L’exploitation de l’ex-Petit Train Bleu qui est devenu les Grands Trains du Sénégal (GTS) est dans le schéma institutionnel considéré comme l’opérateur public de transport voyageur. Dans ses missions, il pourrait peut-être éventuellement, quand il aura rempli le rôle transport voyageur convenablement et de manière sécurisée, collaborer avec la Société Nationale des Chemins de Fer (SNCF) pour commencer à faire le transport de fret pour améliorer ces recettes et devenir de plus en plus compétitif. Pour l’instant, il est limité entre Thiès et Tivaouane. Dans deux ans, on pourra également réparer les rails pour aller à Kébémer et éventuellement à Louga. Et progressivement, à l’avenir, reconstruire les rails jusqu’à Saint-Louis pour le bonheur des populations.
Comment avez-vous vécu les récentes manifestations ?
Ces évènements m’ont surpris à tout point de vue. D’abord, c’est un visage du Sénégal que l’on n’attendait pas. Deuxièmement, nous avons pu constater à travers le Sénégal qu’il y a eu beaucoup de réalisations. Aujourd’hui, quoi qu’on dise, le Sénégal est considéré comme l’un des pays qui fasse le plus d’efforts en Afrique de l’Ouest. Je pense que de ce point de vue, on peut considérer que ce sont des choses inattendues.

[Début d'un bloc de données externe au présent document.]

//! Analysis pipeline orchestration with Rayon-based parallelism.
//!
//! Per-file parsing fans out over a bounded thread pool; graph building
//! waits for every file before it starts, since resolution needs the full
//! project-wide name index.

use std::collections::HashMap;
use std::panic::AssertUnwindSafe;
use std::path::{Path, PathBuf};
use std::sync::atomic::{AtomicBool, AtomicUsize, Ordering};
use std::sync::Arc;
use std::time::Instant;

use parking_lot::Mutex;
use rayon::prelude::*;
use serde::Serialize;
use tracing::{debug, info, warn};

use crate::config::AnalyzerConfig;
use crate::errors::{CallscopeError, CallscopeResult};
use crate::graph::builder::{build_graph, ResolutionReport};
use crate::graph::document::GraphDocument;
use crate::graph::snapshot::GraphHandle;
use crate::graph::CodeGraph;
use crate::indexer::callgraph::extract_call_sites;
use crate::indexer::filesystem::{
    codebase_fingerprint, compute_content_hash, ensure_project_root, iter_source_files, read_source,
};
use crate::indexer::imports::extract_imports;
use crate::indexer::parser::parse_python;
use crate::indexer::symbols::extract_functions;
use crate::models::{FileFailure, FileOutcome, FileParse};
use crate::store::{SnapshotDiagnostics, SnapshotStore};

// ---------------------------------------------------------------------------
// Cancellation
// ---------------------------------------------------------------------------

/// Cooperative cancellation flag, checked before each file is read.
#[derive(Clone, Debug, Default)]
pub struct CancellationToken {
    flag: Arc<AtomicBool>,
}

impl CancellationToken {
    pub fn new() -> Self {
        Self::default()
    }

    pub fn cancel(&self) {
        self.flag.store(true, Ordering::SeqCst);
    }

    pub fn is_cancelled(&self) -> bool {
        self.flag.load(Ordering::SeqCst)
    }
}

// ---------------------------------------------------------------------------
// Single-file parsing
// ---------------------------------------------------------------------------

/// Parse one file's text into functions, call sites and imports.
///
/// Pure: no filesystem access. A syntax error yields a failure record and
/// no entities.
pub fn parse_source(file_path: &str, source: &str, config: &AnalyzerConfig) -> FileOutcome {
    parse_text(
        file_path,
        source.to_string(),
        compute_content_hash(source.as_bytes()),
        config,
    )
}

fn parse_text(file_path: &str, source: String, content_hash: String, config: &AnalyzerConfig) -> FileOutcome {
    let unit = parse_python(file_path, source)?;
    let extracted = extract_functions(&unit);
    let calls = extract_call_sites(&unit, &extracted.ids_by_node, config.module_scope);
    let imports = extract_imports(&unit);

    let mut functions = Vec::with_capacity(extracted.functions.len() + 1);
    functions.extend(calls.module_entity);
    functions.extend(extracted.functions);

    Ok(FileParse {
        file_path: file_path.to_string(),
        content_hash,
        line_count: unit.line_count(),
        functions,
        call_sites: calls.call_sites,
        imports,
    })
}

fn parse_file_worker(
    root: &Path,
    relative_path: &str,
    config: &AnalyzerConfig,
    previous: Option<&HashMap<String, FileParse>>,
) -> (FileOutcome, bool) {
    let source = match read_source(root, relative_path, config.max_file_bytes) {
        Ok(source) => source,
        Err(failure) => return (Err(failure), false),
    };
    if let Some(cached) = previous.and_then(|p| p.get(relative_path)) {
        if cached.content_hash == source.content_hash {
            return (Ok(cached.clone()), true);
        }
    }
    let outcome = isolate_panics(relative_path, || {
        parse_text(relative_path, source.text, source.content_hash, config)
    });
    (outcome, false)
}

/// Run one file's extraction, turning a panic into a failure record for
/// that file so the rest of the batch still completes.
fn isolate_panics<F>(relative_path: &str, extract: F) -> FileOutcome
where
    F: FnOnce() -> FileOutcome,
{
    match std::panic::catch_unwind(AssertUnwindSafe(extract)) {
        Ok(outcome) => outcome,
        Err(payload) => {
            let reason = payload
                .downcast_ref::<&str>()
                .map(|s| s.to_string())
                .or_else(|| payload.downcast_ref::<String>().cloned())
                .unwrap_or_else(|| "unknown panic".to_string());
            warn!(file = relative_path, reason = %reason, "extraction panicked");
            Err(FileFailure::internal(
                relative_path,
                format!("extraction panicked: {reason}"),
            ))
        }
    }
}

/// Result of parsing a batch of files, in input order.
pub struct ParseBatch {
    pub outcomes: Vec<FileOutcome>,
    pub reused: usize,
}

/// Called after each file with `(files_done, files_total)`.
pub type ProgressFn<'a> = &'a (dyn Fn(usize, usize) + Sync);

/// Parse `files` on a pool of at most `config.workers` threads.
///
/// Files whose content hash matches an entry in `previous` reuse that
/// entry instead of being re-parsed. The cancellation token is checked
/// before each file; once it fires, remaining files are skipped and the
/// batch fails with [`CallscopeError::Cancelled`]. A token that fires
/// after the last file finished does not discard the completed batch.
pub fn parallel_parse(
    root: &Path,
    files: &[String],
    config: &AnalyzerConfig,
    cancel: &CancellationToken,
    previous: Option<&HashMap<String, FileParse>>,
    progress: Option<ProgressFn<'_>>,
) -> CallscopeResult<ParseBatch> {
    if files.is_empty() {
        return Ok(ParseBatch {
            outcomes: Vec::new(),
            reused: 0,
        });
    }

    let processed = AtomicUsize::new(0);
    let job = |relative_path: &String| -> Option<(FileOutcome, bool)> {
        if cancel.is_cancelled() {
            return None;
        }
        let result = parse_file_worker(root, relative_path, config, previous);
        let done = processed.fetch_add(1, Ordering::SeqCst) + 1;
        if let Some(report) = progress {
            report(done, files.len());
        }
        Some(result)
    };

    let pool = rayon::ThreadPoolBuilder::new()
        .num_threads(config.workers.max(1))
        .build();
    let results: Vec<Option<(FileOutcome, bool)>> = match pool {
        Ok(pool) => pool.install(|| files.par_iter().map(job).collect()),
        Err(err) => {
            warn!(error = %err, "thread pool unavailable, parsing sequentially");
            files.iter().map(job).collect()
        }
    };

    let processed = processed.load(Ordering::SeqCst);
    if processed < files.len() {
        info!(processed, total = files.len(), "analysis cancelled");
        return Err(CallscopeError::Cancelled { processed });
    }

    let mut outcomes = Vec::with_capacity(results.len());
    let mut reused = 0;
    for (outcome, was_reused) in results.into_iter().flatten() {
        if was_reused {
            reused += 1;
        }
        outcomes.push(outcome);
    }
    Ok(ParseBatch { outcomes, reused })
}

// ---------------------------------------------------------------------------
// Project analysis
// ---------------------------------------------------------------------------

#[derive(Clone, Debug, Serialize)]
pub struct AnalysisReport {
    #[serde(skip)]
    pub graph: Arc<CodeGraph>,
    pub resolution: ResolutionReport,
    pub failures: Vec<FileFailure>,
    pub files_seen: usize,
    pub files_parsed: usize,
    pub files_reused: usize,
    pub elapsed_ms: u64,
}

impl AnalysisReport {
    pub fn function_count(&self) -> usize {
        self.graph.function_count()
    }

    /// The parts of this report that are stored beside a cached graph.
    pub fn diagnostics(&self) -> SnapshotDiagnostics {
        SnapshotDiagnostics {
            resolution: self.resolution.clone(),
            failures: self.failures.clone(),
            files_seen: self.files_seen,
        }
    }
}

fn run_analysis(
    root: &Path,
    config: &AnalyzerConfig,
    cancel: &CancellationToken,
    previous: Option<&HashMap<String, FileParse>>,
    progress: Option<ProgressFn<'_>>,
) -> CallscopeResult<(AnalysisReport, Vec<FileParse>)> {
    let started = Instant::now();
    let root = ensure_project_root(root)?;
    let files = iter_source_files(&root, config);
    let batch = parallel_parse(&root, &files, config, cancel, previous, progress)?;

    let mut parses = Vec::new();
    let mut failures = Vec::new();
    for outcome in batch.outcomes {
        match outcome {
            Ok(parse) => parses.push(parse),
            Err(failure) => {
                warn!(file = %failure.file_path, reason = %failure.message, "skipping file");
                failures.push(failure);
            }
        }
    }

    let (graph, resolution) = build_graph(&parses, config);
    let report = AnalysisReport {
        graph: Arc::new(graph),
        resolution,
        files_seen: files.len(),
        files_parsed: parses.len(),
        files_reused: batch.reused,
        failures,
        elapsed_ms: started.elapsed().as_millis() as u64,
    };
    info!(
        root = %root.display(),
        files = report.files_seen,
        parsed = report.files_parsed,
        failed = report.failures.len(),
        functions = report.graph.function_count(),
        edges = report.graph.edge_count(),
        unresolved = report.resolution.unresolved,
        elapsed_ms = report.elapsed_ms,
        "analysis complete"
    );
    Ok((report, parses))
}

/// Analyze every source file below `root` and build the project graph.
///
/// Fails only when the root is missing or the token is cancelled; files
/// that cannot be read or parsed are listed in the report.
pub fn analyze_project(
    root: &Path,
    config: &AnalyzerConfig,
    cancel: &CancellationToken,
) -> CallscopeResult<AnalysisReport> {
    run_analysis(root, config, cancel, None, None).map(|(report, _)| report)
}

/// [`analyze_project`] with a per-file progress callback.
pub fn analyze_project_with_progress(
    root: &Path,
    config: &AnalyzerConfig,
    cancel: &CancellationToken,
    progress: ProgressFn<'_>,
) -> CallscopeResult<AnalysisReport> {
    run_analysis(root, config, cancel, None, Some(progress)).map(|(report, _)| report)
}

// ---------------------------------------------------------------------------
// Incremental analyzer
// ---------------------------------------------------------------------------

/// Re-analyzes a project on demand, re-parsing only files whose content
/// changed, and publishes each new graph through a [`GraphHandle`].
pub struct Analyzer {
    root: PathBuf,
    config: AnalyzerConfig,
    cache: Mutex<HashMap<String, FileParse>>,
    handle: GraphHandle,
}

impl Analyzer {
    pub fn new(root: &Path, config: AnalyzerConfig) -> CallscopeResult<Self> {
        let root = ensure_project_root(root)?;
        Ok(Self {
            root,
            config,
            cache: Mutex::new(HashMap::new()),
            handle: GraphHandle::default(),
        })
    }

    pub fn root(&self) -> &Path {
        &self.root
    }

    pub fn config(&self) -> &AnalyzerConfig {
        &self.config
    }

    /// The most recently published graph.
    pub fn current(&self) -> Arc<CodeGraph> {
        self.handle.current()
    }

    pub fn handle(&self) -> &GraphHandle {
        &self.handle
    }

    /// Analyze the project again and publish the result. A cancelled
    /// refresh leaves both the cache and the published graph untouched.
    pub fn refresh(&self, cancel: &CancellationToken) -> CallscopeResult<AnalysisReport> {
        let previous = self.cache.lock().clone();
        let (report, parses) = run_analysis(&self.root, &self.config, cancel, Some(&previous), None)?;
        debug!(
            reused = report.files_reused,
            parsed = report.files_parsed - report.files_reused,
            "incremental refresh"
        );
        *self.cache.lock() = parses.into_iter().map(|p| (p.file_path.clone(), p)).collect();
        self.handle.publish(Arc::clone(&report.graph));
        Ok(report)
    }
}

// ---------------------------------------------------------------------------
// Cached analysis
// ---------------------------------------------------------------------------

pub struct CachedAnalysis {
    pub graph: Arc<CodeGraph>,
    pub fingerprint: String,
    /// Store key: the fingerprint plus a digest of the graph-shaping config.
    pub key: String,
    /// Failures and resolution counts, from this run or the stored one.
    pub diagnostics: SnapshotDiagnostics,
    /// `None` when the graph came from the store.
    pub report: Option<AnalysisReport>,
}

impl CachedAnalysis {
    pub fn from_cache(&self) -> bool {
        self.report.is_none()
    }
}

/// Store key for a codebase fingerprint analyzed under `config`.
pub fn snapshot_key(fingerprint: &str, config: &AnalyzerConfig) -> String {
    format!("{fingerprint}:{}", config.graph_digest())
}

/// Return the stored graph for the project's current fingerprint and
/// config, or analyze the project and store the result under that key.
///
/// A stored snapshot that fails validation, or that predates stored
/// diagnostics, is discarded and rebuilt.
pub fn load_or_analyze(
    root: &Path,
    config: &AnalyzerConfig,
    store: &dyn SnapshotStore,
    cancel: &CancellationToken,
) -> CallscopeResult<CachedAnalysis> {
    let root = ensure_project_root(root)?;
    let files = iter_source_files(&root, config);
    let fingerprint = codebase_fingerprint(&root, &files);
    let key = snapshot_key(&fingerprint, config);

    if let Some(stored) = store.load(&key)? {
        match (stored.document.into_graph(), stored.diagnostics) {
            (Ok(graph), Some(diagnostics)) => {
                info!(key = %key, "loaded cached graph");
                return Ok(CachedAnalysis {
                    graph: Arc::new(graph),
                    fingerprint,
                    key,
                    diagnostics,
                    report: None,
                });
            }
            (Ok(_), None) => {
                warn!(key = %key, "discarding cached graph without diagnostics");
                store.delete(&key)?;
            }
            (Err(err), _) => {
                warn!(key = %key, error = %err, "discarding invalid cached graph");
                store.delete(&key)?;
            }
        }
    }

    let report = analyze_project(&root, config, cancel)?;
    let diagnostics = report.diagnostics();
    store.save(&key, &GraphDocument::from_graph(&report.graph), &diagnostics)?;
    Ok(CachedAnalysis {
        graph: Arc::clone(&report.graph),
        fingerprint,
        key,
        diagnostics,
        report: Some(report),
    })
}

C’est la énième prorogation de vos mandats d’élus locaux. Est-ce que vous n’avez pas perdu votre légitimité ?
Je pense qu’en tant que maire, ce n’est pas une chose qui est arrivée dans des conditions voulues. D’abord, le premier report était lié à une situation de concertation. Au terme de cette consultation, la pandémie est venue tout bouleverser. Il y a eu des discussions de fond avec la société civile et les différentes parties prenantes. Toutes les parties sont d'accord pour cette prorogation. En termes de légitimité, il faut dire qu’il n’y a pas beaucoup de problèmes. La légitimité, c’est le consensus. De notre côté, nous sommes très pressés que ces élections se fassent et qu’on puisse redémarrer avec des équipes encore engagées. Le message que je lance aux prochains candidats aux mairies est que les responsabilités ont encore augmenté et il nous faut des maires très engagés pour être le relais définitif de l’Etat central.
Etes-vous candidat à votre propre succession à la mairie ou candidat au Conseil départemental de koungheul ?
C’est très tôt de dire qu’on est candidat. Je suis très concentré sur les projets qui sont en cours dans ma commune. Le moment venu, la population va juger si je vais être candidat ou pas.